Monday, April 26, 2010

The Value of X

From Amazon :

The Value of X tells the story of Ricky and Gary, who as best friends coming of age in 1990 New Orleans discover a mutual attraction. Ricky, who aspires to become a chef, secures them both occasional jobs in a diner so that he can indulge his passion for cooking and they can spend time together. Life is complete until their parents discover their true relationship and try to separate them by sending Ricky to a culinary institute in New York.

The main reason why I shouldn’t be reading romance novels is that, no matter what the story is, I absolutely hate it whenever the characters have communication issues. And since most romance books have an epic dosage of lack of communication, I am incapable of surviving and loving any romance.

The value of X, though it is absolutely adorable, is a romantic novel and therefore displayed a rather frustrating cast of characters that decided to keep all their emotions to themselves. This is a problem, especially when you are trying to maintain a relationship with someone who lives half a continent away. I felt like going to New York, kidnapping Rickey and dragging him back to Gary. Seriously, this book made me mad.

Apart from this, I really love the characters. Gary and Rickey (both boys, if you hadn’t already guessed) have been best friends since forever, and they have also begun experiencing love for each other. I loved how there was hardly any dawdling about ‘coming out’ and how the boys immediately went onto more serious matters, such as making out, and, well, eventually, sex.
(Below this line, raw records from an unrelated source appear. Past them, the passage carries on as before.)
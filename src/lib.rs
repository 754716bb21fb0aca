//! # esmero
//!
//! An incremental static site builder. Source documents (`.lex`) are rendered
//! to sibling `.html` files, and only documents whose output is missing or
//! older than the source are rendered again.
//!
//! # Architecture: Zones
//!
//! A site tree is split into zones. A zone is a directory holding a marker
//! configuration file (`esmero.json`); it owns every document below it that
//! is not inside a deeper zone, and it has its own settings and theme.
//!
//! ```text
//! 1. Discover  site/  →  [zone, zone, …]      (filesystem → ordered queue)
//! 2. Themes    zone   →  ThemeSet + stale?    (theme dir → resolved trees)
//! 3. Schedule  file   →  Decision             (mtimes, theme, --force)
//! 4. Render    file   →  file.html            (engine parse + convert)
//! ```
//!
//! Parent zones are built before their children. Nothing is persisted
//! besides the outputs themselves: an output's modification time is the
//! only record of when it was built, and each theme has an empty
//! `<theme>.html` marker whose modification time records the same for the
//! theme.
//!
//! # Module Map
//!
//! | Module | Role |
//! |--------|------|
//! | [`scan`] | Zone discovery: walks the tree, honours skip/ignore patterns, finds child zones |
//! | [`config`] | JSON configuration files, file location search, per-zone settings layering |
//! | [`theme`] | Theme loading, `<theme>:include` splicing, theme staleness |
//! | [`freshness`] | Rebuild decisions from modification times, build counters |
//! | [`render`] | One document: parse, attach zone metadata, convert, write |
//! | [`build`] | The build command: runs every zone through themes, decisions and rendering |
//! | [`engine`] | The `Engine` trait and the built-in `LexEngine` (markup, CommonMark, themes) |
//! | [`output`] | Progress lines, diagnostics and the summary on the error stream |
//!
//! # Design Decisions
//!
//! ## The Engine Is a Trait
//!
//! The build core never parses or converts documents itself; it goes through
//! [`engine::Engine`]. Staleness, zones and themes are therefore testable
//! with a recording mock, and the shipped [`engine::LexEngine`] is one
//! implementation among possible others.
//!
//! ## Explicit Context Instead of Process State
//!
//! Command-line overrides and the configuration source live in a
//! [`config::Context`] built once in `main` and passed down. The module search
//! path for package partials is computed per zone and handed to the engine
//! as a parameter; the process environment is never written to.
//!
//! ## Diagnostics Never Abort
//!
//! Engine diagnostics are collected into an [`engine::Log`] and printed.
//! A document that cannot be read or written is counted as failed and the
//! build moves on. The only error that stops a run with a non-zero exit code
//! is an explicit `--cfg` directory without a configuration file.

pub mod build;
pub mod config;
pub mod engine;
pub mod freshness;
pub mod output;
pub mod render;
pub mod scan;
pub mod theme;

#[cfg(test)]
pub(crate) mod test_helpers;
The plot was cute too. Since Rickey and Gary’s parents are against homosexuality, when they guess what is going on between their sons, they decide to try and separate them. To do this, Rickey’s parents send their son to the CIA, a cooking institute in New York, miles away from New Orleans where Gary has to stay.

The boys slowly fall into a depression, each on their own side, and though Gary drowns it in liquor on his side, Rickey desperately tries to stay afloat. I have to admit that at times, Gary's utter helplessness without his beloved boyfriend made me cringe, but overall, both their characters were adorable and likeable, without being absolute Mary-Sues or Mr. Perfects. They had their flaws and they were human.

Though some say this was about cooking, I had a hard time seeing a lot of actual cooking going on. Sure, Rickey goes to a cooking school and Gary works as a cook, but that doesn't necessarily make it a book about food and fancy restauraunts. If you're looking for some sort of cooking novel, then this isn't one, though there are a couple (maybe one or two) rather tasty plates described.

This book got me wondering, though : do all gay romance books turn out to have cocaine use, liquor abuse and vulgar language? I've come to the point where I'm actually starting to think all gay men drink like mad, are drug addicts and swear like hell. I don't actually think that, that's just what the books I read tell me... Anyways, if someone knows of a good gay romance book that doesn't include drugs of any kind, I'll gladly pick it up.

This was a very cute book, but it wasn't much more. Sweet, even though the characters can be rather vulgar, and I can still hardly believe I actually enjoyed a romance novel. There is very little plot to speak of, and only a few truly entertaining parts. A very light read and only a little over a hundred and fifty pages, I skimmed through it in less than a day.